- [ASSIGNMENT] A faithful, word-for-word transcription of all the data is what is needed.

- [SOURCE INFORMATION]
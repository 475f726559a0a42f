//! User operations.

use crate::client::{GitHubClient, Response};
use crate::errors::GitHubResult;
use crate::types::User;

/// Service for user operations.
pub struct UsersService<'a> {
    client: &'a GitHubClient,
}

impl<'a> UsersService<'a> {
    /// Creates a new users service.
    pub fn new(client: &'a GitHubClient) -> Self {
        Self { client }
    }

    /// Gets a user by login; an empty login fetches the authenticated user.
    pub async fn get(&self, user: &str) -> GitHubResult<(User, Response)> {
        if user.is_empty() {
            self.client.get("user").await
        } else {
            self.client.get(&format!("users/{}", user)).await
        }
    }

    /// Gets a user by numeric id.
    pub async fn get_by_id(&self, id: i64) -> GitHubResult<(User, Response)> {
        self.client.get(&format!("user/{}", id)).await
    }
}
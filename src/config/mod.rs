//! Configuration types for the GitHub client.

use crate::auth::AuthMethod;
use crate::errors::{GitHubError, GitHubErrorKind, GitHubResult};
use std::time::Duration;

/// Default GitHub API base URL.
pub const DEFAULT_BASE_URL: &str = "https://api.github.com/";

/// Default GitHub API version (date-based).
pub const DEFAULT_API_VERSION: &str = "2022-11-28";

/// Default request timeout.
pub const DEFAULT_TIMEOUT: Duration = Duration::from_secs(30);

/// Default connect timeout.
pub const DEFAULT_CONNECT_TIMEOUT: Duration = Duration::from_secs(10);

/// Default User-Agent header.
pub const DEFAULT_USER_AGENT: &str =
    concat!("integrations-github-bindings/", env!("CARGO_PKG_VERSION"));

/// Connection pool configuration.
#[derive(Debug, Clone)]
pub struct PoolConfig {
    /// Maximum idle connections per host.
    pub max_idle_per_host: usize,
    /// Idle connection timeout.
    pub idle_timeout: Duration,
}

impl Default for PoolConfig {
    fn default() -> Self {
        Self {
            max_idle_per_host: 20,
            idle_timeout: Duration::from_secs(90),
        }
    }
}

/// GitHub client configuration.
#[derive(Debug, Clone)]
pub struct GitHubConfig {
    /// API base URL, always ending in `/`.
    pub base_url: String,
    /// API version header.
    pub api_version: String,
    /// Authentication method; `None` sends unauthenticated requests.
    pub auth: Option<AuthMethod>,
    /// Request timeout.
    pub timeout: Duration,
    /// Connect timeout.
    pub connect_timeout: Duration,
    /// User-Agent header.
    pub user_agent: String,
    /// Connection pool configuration.
    pub pool: PoolConfig,
}

impl Default for GitHubConfig {
    fn default() -> Self {
        Self {
            base_url: DEFAULT_BASE_URL.to_string(),
            api_version: DEFAULT_API_VERSION.to_string(),
            auth: None,
            timeout: DEFAULT_TIMEOUT,
            connect_timeout: DEFAULT_CONNECT_TIMEOUT,
            user_agent: DEFAULT_USER_AGENT.to_string(),
            pool: PoolConfig::default(),
        }
    }
}

impl GitHubConfig {
    /// Creates a new configuration builder.
    pub fn builder() -> GitHubConfigBuilder {
        GitHubConfigBuilder::new()
    }

    /// Creates a configuration from environment variables.
    ///
    /// # Environment Variables
    ///
    /// - `GITHUB_TOKEN` (optional): bearer token
    /// - `GITHUB_API_URL` (optional): custom base URL, e.g. a GitHub Enterprise host
    /// - `GITHUB_TIMEOUT` (optional): request timeout in seconds
    pub fn from_env() -> GitHubResult<Self> {
        let mut builder = GitHubConfigBuilder::new();

        if let Ok(token) = std::env::var("GITHUB_TOKEN") {
            if !token.is_empty() {
                builder = builder.auth(AuthMethod::token(token));
            }
        }

        if let Ok(base_url) = std::env::var("GITHUB_API_URL") {
            builder = builder.base_url(base_url);
        }

        if let Ok(timeout_str) = std::env::var("GITHUB_TIMEOUT") {
            if let Ok(timeout_secs) = timeout_str.parse::<u64>() {
                builder = builder.timeout(Duration::from_secs(timeout_secs));
            }
        }

        builder.build()
    }

    /// Validates the configuration.
    pub fn validate(&self) -> GitHubResult<()> {
        if self.base_url.is_empty() {
            return Err(GitHubError::new(
                GitHubErrorKind::InvalidBaseUrl,
                "Base URL cannot be empty",
            ));
        }

        if !self.base_url.starts_with("http://") && !self.base_url.starts_with("https://") {
            return Err(GitHubError::new(
                GitHubErrorKind::InvalidBaseUrl,
                "Base URL must start with http:// or https://",
            ));
        }

        if !self.base_url.ends_with('/') {
            return Err(GitHubError::new(
                GitHubErrorKind::InvalidBaseUrl,
                format!("Base URL must have a trailing slash, but {:?} does not", self.base_url),
            ));
        }

        url::Url::parse(&self.base_url).map_err(|e| {
            GitHubError::new(
                GitHubErrorKind::InvalidBaseUrl,
                format!("Base URL is not a valid URL: {}", e),
            )
        })?;

        if self.user_agent.is_empty() {
            return Err(GitHubError::configuration("User-Agent is required by GitHub API"));
        }

        Ok(())
    }
}

/// Appends the trailing slash relative paths are resolved against.
fn normalize_base_url(url: String) -> String {
    if url.ends_with('/') {
        url
    } else {
        format!("{}/", url)
    }
}

/// Builder for GitHubConfig.
#[derive(Debug, Default)]
pub struct GitHubConfigBuilder {
    base_url: Option<String>,
    api_version: Option<String>,
    auth: Option<AuthMethod>,
    timeout: Option<Duration>,
    connect_timeout: Option<Duration>,
    user_agent: Option<String>,
    pool: Option<PoolConfig>,
}

impl GitHubConfigBuilder {
    /// Creates a new builder.
    pub fn new() -> Self {
        Self::default()
    }

    /// Sets the base URL.
    pub fn base_url(mut self, url: impl Into<String>) -> Self {
        self.base_url = Some(url.into());
        self
    }

    /// Sets the API version.
    pub fn api_version(mut self, version: impl Into<String>) -> Self {
        self.api_version = Some(version.into());
        self
    }

    /// Sets the authentication method.
    pub fn auth(mut self, auth: AuthMethod) -> Self {
        self.auth = Some(auth);
        self
    }

    /// Sets the request timeout.
    pub fn timeout(mut self, timeout: Duration) -> Self {
        self.timeout = Some(timeout);
        self
    }

    /// Sets the connect timeout.
    pub fn connect_timeout(mut self, timeout: Duration) -> Self {
        self.connect_timeout = Some(timeout);
        self
    }

    /// Sets the User-Agent header.
    pub fn user_agent(mut self, ua: impl Into<String>) -> Self {
        self.user_agent = Some(ua.into());
        self
    }

    /// Sets the connection pool configuration.
    pub fn pool(mut self, config: PoolConfig) -> Self {
        self.pool = Some(config);
        self
    }

    /// Builds the configuration.
    pub fn build(self) -> GitHubResult<GitHubConfig> {
        let config = GitHubConfig {
            base_url: normalize_base_url(
                self.base_url.unwrap_or_else(|| DEFAULT_BASE_URL.to_string()),
            ),
            api_version: self.api_version.unwrap_or_else(|| DEFAULT_API_VERSION.to_string()),
            auth: self.auth,
            timeout: self.timeout.unwrap_or(DEFAULT_TIMEOUT),
            connect_timeout: self.connect_timeout.unwrap_or(DEFAULT_CONNECT_TIMEOUT),
            user_agent: self.user_agent.unwrap_or_else(|| DEFAULT_USER_AGENT.to_string()),
            pool: self.pool.unwrap_or_default(),
        };

        config.validate()?;
        Ok(config)
    }
}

- [TASK RESULT]
repository 475f726559a0a42f
//! User operations.

use crate::client::{GitHubClient, Response};
use crate::errors::GitHubResult;
use crate::types::User;

/// Service for user operations.
pub struct UsersService<'a> {
    client: &'a GitHubClient,
}

impl<'a> UsersService<'a> {
    /// Creates a new users service.
    pub fn new(client: &'a GitHubClient) -> Self {
        Self { client }
    }

    /// Gets a user by login; an empty login fetches the authenticated user.
    pub async fn get(&self, user: &str) -> GitHubResult<(User, Response)> {
        if user.is_empty() {
            self.client.get("user").await
        } else {
            self.client.get(&format!("users/{}", user)).await
        }
    }

    /// Gets a user by numeric id.
    pub async fn get_by_id(&self, id: i64) -> GitHubResult<(User, Response)> {
        self.client.get(&format!("user/{}", id)).await
    }
}
filename src/config/mod.rs
//! Configuration types for the GitHub client.

use crate::auth::AuthMethod;
use crate::errors::{GitHubError, GitHubErrorKind, GitHubResult};
use std::time::Duration;

/// Default GitHub API base URL.
pub const DEFAULT_BASE_URL: &str = "https://api.github.com/";

/// Default GitHub API version (date-based).
pub const DEFAULT_API_VERSION: &str = "2022-11-28";

/// Default request timeout.
pub const DEFAULT_TIMEOUT: Duration = Duration::from_secs(30);

/// Default connect timeout.
pub const DEFAULT_CONNECT_TIMEOUT: Duration = Duration::from_secs(10);

/// Default User-Agent header.
pub const DEFAULT_USER_AGENT: &str =
    concat!("integrations-github-bindings/", env!("CARGO_PKG_VERSION"));

/// Connection pool configuration.
#[derive(Debug, Clone)]
pub struct PoolConfig {
    /// Maximum idle connections per host.
    pub max_idle_per_host: usize,
    /// Idle connection timeout.
    pub idle_timeout: Duration,
}

impl Default for PoolConfig {
    fn default() -> Self {
        Self {
            max_idle_per_host: 20,
            idle_timeout: Duration::from_secs(90),
        }
    }
}

/// GitHub client configuration.
#[derive(Debug, Clone)]
pub struct GitHubConfig {
    /// API base URL, always ending in `/`.
    pub base_url: String,
    /// API version header.
    pub api_version: String,
    /// Authentication method; `None` sends unauthenticated requests.
    pub auth: Option<AuthMethod>,
    /// Request timeout.
    pub timeout: Duration,
    /// Connect timeout.
    pub connect_timeout: Duration,
    /// User-Agent header.
    pub user_agent: String,
    /// Connection pool configuration.
    pub pool: PoolConfig,
}

impl Default for GitHubConfig {
    fn default() -> Self {
        Self {
            base_url: DEFAULT_BASE_URL.to_string(),
            api_version: DEFAULT_API_VERSION.to_string(),
            auth: None,
            timeout: DEFAULT_TIMEOUT,
            connect_timeout: DEFAULT_CONNECT_TIMEOUT,
            user_agent: DEFAULT_USER_AGENT.to_string(),
            pool: PoolConfig::default(),
        }
    }
}

impl GitHubConfig {
    /// Creates a new configuration builder.
    pub fn builder() -> GitHubConfigBuilder {
        GitHubConfigBuilder::new()
    }

    /// Creates a configuration from environment variables.
    ///
    /// # Environment Variables
    ///
    /// - `GITHUB_TOKEN` (optional): bearer token
    /// - `GITHUB_API_URL` (optional): custom base URL, e.g. a GitHub Enterprise host
    /// - `GITHUB_TIMEOUT` (optional): request timeout in seconds
    pub fn from_env() -> GitHubResult<Self> {
        let mut builder = GitHubConfigBuilder::new();

        if let Ok(token) = std::env::var("GITHUB_TOKEN") {
            if !token.is_empty() {
                builder = builder.auth(AuthMethod::token(token));
            }
        }

        if let Ok(base_url) = std::env::var("GITHUB_API_URL") {
            builder = builder.base_url(base_url);
        }

        if let Ok(timeout_str) = std::env::var("GITHUB_TIMEOUT") {
            if let Ok(timeout_secs) = timeout_str.parse::<u64>() {
                builder = builder.timeout(Duration::from_secs(timeout_secs));
            }
        }

        builder.build()
    }

    /// Validates the configuration.
    pub fn validate(&self) -> GitHubResult<()> {
        if self.base_url.is_empty() {
            return Err(GitHubError::new(
                GitHubErrorKind::InvalidBaseUrl,
                "Base URL cannot be empty",
            ));
        }

        if !self.base_url.starts_with("http://") && !self.base_url.starts_with("https://") {
            return Err(GitHubError::new(
                GitHubErrorKind::InvalidBaseUrl,
                "Base URL must start with http:// or https://",
            ));
        }

        if !self.base_url.ends_with('/') {
            return Err(GitHubError::new(
                GitHubErrorKind::InvalidBaseUrl,
                format!("Base URL must have a trailing slash, but {:?} does not", self.base_url),
            ));
        }

        url::Url::parse(&self.base_url).map_err(|e| {
            GitHubError::new(
                GitHubErrorKind::InvalidBaseUrl,
                format!("Base URL is not a valid URL: {}", e),
            )
        })?;

        if self.user_agent.is_empty() {
            return Err(GitHubError::configuration("User-Agent is required by GitHub API"));
        }

        Ok(())
    }
}

/// Appends the trailing slash relative paths are resolved against.
fn normalize_base_url(url: String) -> String {
    if url.ends_with('/') {
        url
    } else {
        format!("{}/", url)
    }
}

/// Builder for GitHubConfig.
#[derive(Debug, Default)]
pub struct GitHubConfigBuilder {
    base_url: Option<String>,
    api_version: Option<String>,
    auth: Option<AuthMethod>,
    timeout: Option<Duration>,
    connect_timeout: Option<Duration>,
    user_agent: Option<String>,
    pool: Option<PoolConfig>,
}

impl GitHubConfigBuilder {
    /// Creates a new builder.
    pub fn new() -> Self {
        Self::default()
    }

    /// Sets the base URL.
    pub fn base_url(mut self, url: impl Into<String>) -> Self {
        self.base_url = Some(url.into());
        self
    }

    /// Sets the API version.
    pub fn api_version(mut self, version: impl Into<String>) -> Self {
        self.api_version = Some(version.into());
        self
    }

    /// Sets the authentication method.
    pub fn auth(mut self, auth: AuthMethod) -> Self {
        self.auth = Some(auth);
        self
    }

    /// Sets the request timeout.
    pub fn timeout(mut self, timeout: Duration) -> Self {
        self.timeout = Some(timeout);
        self
    }

    /// Sets the connect timeout.
    pub fn connect_timeout(mut self, timeout: Duration) -> Self {
        self.connect_timeout = Some(timeout);
        self
    }

    /// Sets the User-Agent header.
    pub fn user_agent(mut self, ua: impl Into<String>) -> Self {
        self.user_agent = Some(ua.into());
        self
    }

    /// Sets the connection pool configuration.
    pub fn pool(mut self, config: PoolConfig) -> Self {
        self.pool = Some(config);
        self
    }

    /// Builds the configuration.
    pub fn build(self) -> GitHubResult<GitHubConfig> {
        let config = GitHubConfig {
            base_url: normalize_base_url(
                self.base_url.unwrap_or_else(|| DEFAULT_BASE_URL.to_string()),
            ),
            api_version: self.api_version.unwrap_or_else(|| DEFAULT_API_VERSION.to_string()),
            auth: self.auth,
            timeout: self.timeout.unwrap_or(DEFAULT_TIMEOUT),
            connect_timeout: self.connect_timeout.unwrap_or(DEFAULT_CONNECT_TIMEOUT),
            user_agent: self.user_agent.unwrap_or_else(|| DEFAULT_USER_AGENT.to_string()),
            pool: self.pool.unwrap_or_default(),
        };

        config.validate()?;
        Ok(config)
    }
}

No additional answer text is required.